> What the exercise asks
Return the data below in full, matching every line exactly.

··········

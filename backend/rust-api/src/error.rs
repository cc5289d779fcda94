use axum::{
    http::StatusCode,
    response::{IntoResponse, Response},
    Json,
};
use chrono::{DateTime, Utc};
use serde_json::json;

/// Business-rule outcomes raised by services.
///
/// Infrastructure failures travel as `Internal(anyhow::Error)` so that
/// `.context(...)?` keeps working inside service code.
#[derive(Debug, thiserror::Error)]
pub enum ServiceError {
    #[error("{0}")]
    NotFound(String),
    #[error("{0}")]
    Validation(String),
    #[error("{0}")]
    Conflict(String),
    #[error("{0}")]
    Forbidden(String),
    #[error("{0}")]
    Unauthorized(String),
    #[error("{0}")]
    RateLimited(String),
    #[error("{message}")]
    PolicyDenied {
        message: String,
        next_attempt_at: Option<DateTime<Utc>>,
    },
    #[error(transparent)]
    Internal(#[from] anyhow::Error),
}

pub type ServiceResult<T> = Result<T, ServiceError>;

impl ServiceError {
    pub fn not_found(message: impl Into<String>) -> Self {
        ServiceError::NotFound(message.into())
    }

    pub fn validation(message: impl Into<String>) -> Self {
        ServiceError::Validation(message.into())
    }

    pub fn conflict(message: impl Into<String>) -> Self {
        ServiceError::Conflict(message.into())
    }

    pub fn forbidden(message: impl Into<String>) -> Self {
        ServiceError::Forbidden(message.into())
    }
}

impl From<validator::ValidationErrors> for ServiceError {
    fn from(errors: validator::ValidationErrors) -> Self {
        ServiceError::Validation(format!("Validation error: {}", errors))
    }
}

/// Error returned by every HTTP handler. Serialized as
/// `{ "message": ..., "status": ... }`.
#[derive(Debug)]
pub enum ApiError {
    BadRequest(String),
    Unauthorized(String),
    Forbidden(String),
    NotFound(String),
    Conflict(String),
    PayloadTooLarge(String),
    TooManyRequests(String),
    PolicyDenied {
        message: String,
        next_attempt_at: Option<DateTime<Utc>>,
    },
    Internal(String),
}

impl ApiError {
    pub fn bad_request(message: impl Into<String>) -> Self {
        ApiError::BadRequest(message.into())
    }

    pub fn unauthorized(message: impl Into<String>) -> Self {
        ApiError::Unauthorized(message.into())
    }

    pub fn forbidden(message: impl Into<String>) -> Self {
        ApiError::Forbidden(message.into())
    }

    pub fn not_found(message: impl Into<String>) -> Self {
        ApiError::NotFound(message.into())
    }
}

impl From<ServiceError> for ApiError {
    fn from(err: ServiceError) -> Self {
        match err {
            ServiceError::NotFound(message) => ApiError::NotFound(message),
            ServiceError::Validation(message) => ApiError::BadRequest(message),
            ServiceError::Conflict(message) => ApiError::Conflict(message),
            ServiceError::Forbidden(message) => ApiError::Forbidden(message),
            ServiceError::Unauthorized(message) => ApiError::Unauthorized(message),
            ServiceError::RateLimited(message) => ApiError::TooManyRequests(message),
            ServiceError::PolicyDenied {
                message,
                next_attempt_at,
            } => ApiError::PolicyDenied {
                message,
                next_attempt_at,
            },
            ServiceError::Internal(err) => ApiError::from(err),
        }
    }
}

impl From<anyhow::Error> for ApiError {
    fn from(err: anyhow::Error) -> Self {
        tracing::error!(error = ?err, "Unhandled service error");
        ApiError::Internal(err.to_string())
    }
}

impl From<validator::ValidationErrors> for ApiError {
    fn from(errors: validator::ValidationErrors) -> Self {
        ApiError::BadRequest(format!("Validation error: {}", errors))
    }
}

impl IntoResponse for ApiError {
    fn into_response(self) -> Response {
        let (status, message, next_attempt_at) = match self {
            ApiError::BadRequest(message) => (StatusCode::BAD_REQUEST, message, None),
            ApiError::Unauthorized(message) => (StatusCode::UNAUTHORIZED, message, None),
            ApiError::Forbidden(message) => (StatusCode::FORBIDDEN, message, None),
            ApiError::NotFound(message) => (StatusCode::NOT_FOUND, message, None),
            ApiError::Conflict(message) => (StatusCode::CONFLICT, message, None),
            ApiError::PayloadTooLarge(message) => (StatusCode::PAYLOAD_TOO_LARGE, message, None),
            ApiError::TooManyRequests(message) => (StatusCode::TOO_MANY_REQUESTS, message, None),
            ApiError::PolicyDenied {
                message,
                next_attempt_at,
            } => (StatusCode::FORBIDDEN, message, next_attempt_at),
            // Details were already logged; clients get a generic message
            ApiError::Internal(_) => (
                StatusCode::INTERNAL_SERVER_ERROR,
                "Internal server error".to_string(),
                None,
            ),
        };

        let mut body = json!({
            "message": message,
            "status": status.as_u16(),
        });
        if let Some(next_attempt_at) = next_attempt_at {
            body["next_attempt_at"] = json!(next_attempt_at);
        }

        (status, Json(body)).into_response()
    }
}

#[cfg(test)]
mod tests {
    use super::*;
    use axum::body::to_bytes;

    async fn body_json(response: Response) -> serde_json::Value {
        let bytes = to_bytes(response.into_body(), usize::MAX).await.unwrap();
        serde_json::from_slice(&bytes).unwrap()
    }

    #[tokio::test]
    async fn test_internal_error_hides_details() {
        let response = ApiError::Internal("connection refused".to_string()).into_response();
        assert_eq!(response.status(), StatusCode::INTERNAL_SERVER_ERROR);
        let body = body_json(response).await;
        assert_eq!(body["message"], "Internal server error");
        assert_eq!(body["status"], 500);
    }

    #[tokio::test]
    async fn test_policy_denial_carries_next_attempt() {
        let next = Utc::now();
        let err: ApiError = ServiceError::PolicyDenied {
            message: "Cool-down active".to_string(),
            next_attempt_at: Some(next),
        }
        .into();
        let response = err.into_response();
        assert_eq!(response.status(), StatusCode::FORBIDDEN);
        let body = body_json(response).await;
        assert_eq!(body["message"], "Cool-down active");
        assert!(body["next_attempt_at"].is_string());
    }

    #[test]
    fn test_service_errors_map_to_status_families() {
        assert!(matches!(
            ApiError::from(ServiceError::conflict("dup")),
            ApiError::Conflict(_)
        ));
        assert!(matches!(
            ApiError::from(ServiceError::validation("bad")),
            ApiError::BadRequest(_)
        ));
        assert!(matches!(
            ApiError::from(ServiceError::not_found("gone")),
            ApiError::NotFound(_)
        ));
    }
}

··········

> Response
filename backend/rust-api/src/error.rs
repository cc5289d779fcda94
use axum::{
    http::StatusCode,
    response::{IntoResponse, Response},
    Json,
};
use chrono::{DateTime, Utc};
use serde_json::json;

/// Business-rule outcomes raised by services.
///
/// Infrastructure failures travel as `Internal(anyhow::Error)` so that
/// `.context(...)?` keeps working inside service code.
#[derive(Debug, thiserror::Error)]
pub enum ServiceError {
    #[error("{0}")]
    NotFound(String),
    #[error("{0}")]
    Validation(String),
    #[error("{0}")]
    Conflict(String),
    #[error("{0}")]
    Forbidden(String),
    #[error("{0}")]
    Unauthorized(String),
    #[error("{0}")]
    RateLimited(String),
    #[error("{message}")]
    PolicyDenied {
        message: String,
        next_attempt_at: Option<DateTime<Utc>>,
    },
    #[error(transparent)]
    Internal(#[from] anyhow::Error),
}

pub type ServiceResult<T> = Result<T, ServiceError>;

impl ServiceError {
    pub fn not_found(message: impl Into<String>) -> Self {
        ServiceError::NotFound(message.into())
    }

    pub fn validation(message: impl Into<String>) -> Self {
        ServiceError::Validation(message.into())
    }

    pub fn conflict(message: impl Into<String>) -> Self {
        ServiceError::Conflict(message.into())
    }

    pub fn forbidden(message: impl Into<String>) -> Self {
        ServiceError::Forbidden(message.into())
    }
}

impl From<validator::ValidationErrors> for ServiceError {
    fn from(errors: validator::ValidationErrors) -> Self {
        ServiceError::Validation(format!("Validation error: {}", errors))
    }
}

/// Error returned by every HTTP handler. Serialized as
/// `{ "message": ..., "status": ... }`.
#[derive(Debug)]
pub enum ApiError {
    BadRequest(String),
    Unauthorized(String),
    Forbidden(String),
    NotFound(String),
    Conflict(String),
    PayloadTooLarge(String),
    TooManyRequests(String),
    PolicyDenied {
        message: String,
        next_attempt_at: Option<DateTime<Utc>>,
    },
    Internal(String),
}

impl ApiError {
    pub fn bad_request(message: impl Into<String>) -> Self {
        ApiError::BadRequest(message.into())
    }

    pub fn unauthorized(message: impl Into<String>) -> Self {
        ApiError::Unauthorized(message.into())
    }

    pub fn forbidden(message: impl Into<String>) -> Self {
        ApiError::Forbidden(message.into())
    }

    pub fn not_found(message: impl Into<String>) -> Self {
        ApiError::NotFound(message.into())
    }
}

impl From<ServiceError> for ApiError {
    fn from(err: ServiceError) -> Self {
        match err {
            ServiceError::NotFound(message) => ApiError::NotFound(message),
            ServiceError::Validation(message) => ApiError::BadRequest(message),
            ServiceError::Conflict(message) => ApiError::Conflict(message),
            ServiceError::Forbidden(message) => ApiError::Forbidden(message),
            ServiceError::Unauthorized(message) => ApiError::Unauthorized(message),
            ServiceError::RateLimited(message) => ApiError::TooManyRequests(message),
            ServiceError::PolicyDenied {
                message,
                next_attempt_at,
            } => ApiError::PolicyDenied {
                message,
                next_attempt_at,
            },
            ServiceError::Internal(err) => ApiError::from(err),
        }
    }
}

impl From<anyhow::Error> for ApiError {
    fn from(err: anyhow::Error) -> Self {
        tracing::error!(error = ?err, "Unhandled service error");
        ApiError::Internal(err.to_string())
    }
}

impl From<validator::ValidationErrors> for ApiError {
    fn from(errors: validator::ValidationErrors) -> Self {
        ApiError::BadRequest(format!("Validation error: {}", errors))
    }
}

impl IntoResponse for ApiError {
    fn into_response(self) -> Response {
        let (status, message, next_attempt_at) = match self {
            ApiError::BadRequest(message) => (StatusCode::BAD_REQUEST, message, None),
            ApiError::Unauthorized(message) => (StatusCode::UNAUTHORIZED, message, None),
            ApiError::Forbidden(message) => (StatusCode::FORBIDDEN, message, None),
            ApiError::NotFound(message) => (StatusCode::NOT_FOUND, message, None),
            ApiError::Conflict(message) => (StatusCode::CONFLICT, message, None),
            ApiError::PayloadTooLarge(message) => (StatusCode::PAYLOAD_TOO_LARGE, message, None),
            ApiError::TooManyRequests(message) => (StatusCode::TOO_MANY_REQUESTS, message, None),
            ApiError::PolicyDenied {
                message,
                next_attempt_at,
            } => (StatusCode::FORBIDDEN, message, next_attempt_at),
            // Details were already logged; clients get a generic message
            ApiError::Internal(_) => (
                StatusCode::INTERNAL_SERVER_ERROR,
                "Internal server error".to_string(),
                None,
            ),
        };

        let mut body = json!({
            "message": message,
            "status": status.as_u16(),
        });
        if let Some(next_attempt_at) = next_attempt_at {
            body["next_attempt_at"] = json!(next_attempt_at);
        }

        (status, Json(body)).into_response()
    }
}

#[cfg(test)]
mod tests {
    use super::*;
    use axum::body::to_bytes;

    async fn body_json(response: Response) -> serde_json::Value {
        let bytes = to_bytes(response.into_body(), usize::MAX).await.unwrap();
        serde_json::from_slice(&bytes).unwrap()
    }

    #[tokio::test]
    async fn test_internal_error_hides_details() {
        let response = ApiError::Internal("connection refused".to_string()).into_response();
        assert_eq!(response.status(), StatusCode::INTERNAL_SERVER_ERROR);
        let body = body_json(response).await;
        assert_eq!(body["message"], "Internal server error");
        assert_eq!(body["status"], 500);
    }

    #[tokio::test]
    async fn test_policy_denial_carries_next_attempt() {
        let next = Utc::now();
        let err: ApiError = ServiceError::PolicyDenied {
            message: "Cool-down active".to_string(),
            next_attempt_at: Some(next),
        }
        .into();
        let response = err.into_response();
        assert_eq!(response.status(), StatusCode::FORBIDDEN);
        let body = body_json(response).await;
        assert_eq!(body["message"], "Cool-down active");
        assert!(body["next_attempt_at"].is_string());
    }

    #[test]
    fn test_service_errors_map_to_status_families() {
        assert!(matches!(
            ApiError::from(ServiceError::conflict("dup")),
            ApiError::Conflict(_)
        ));
        assert!(matches!(
            ApiError::from(ServiceError::validation("bad")),
            ApiError::BadRequest(_)
        ));
        assert!(matches!(
            ApiError::from(ServiceError::not_found("gone")),
            ApiError::NotFound(_)
        ));
    }
}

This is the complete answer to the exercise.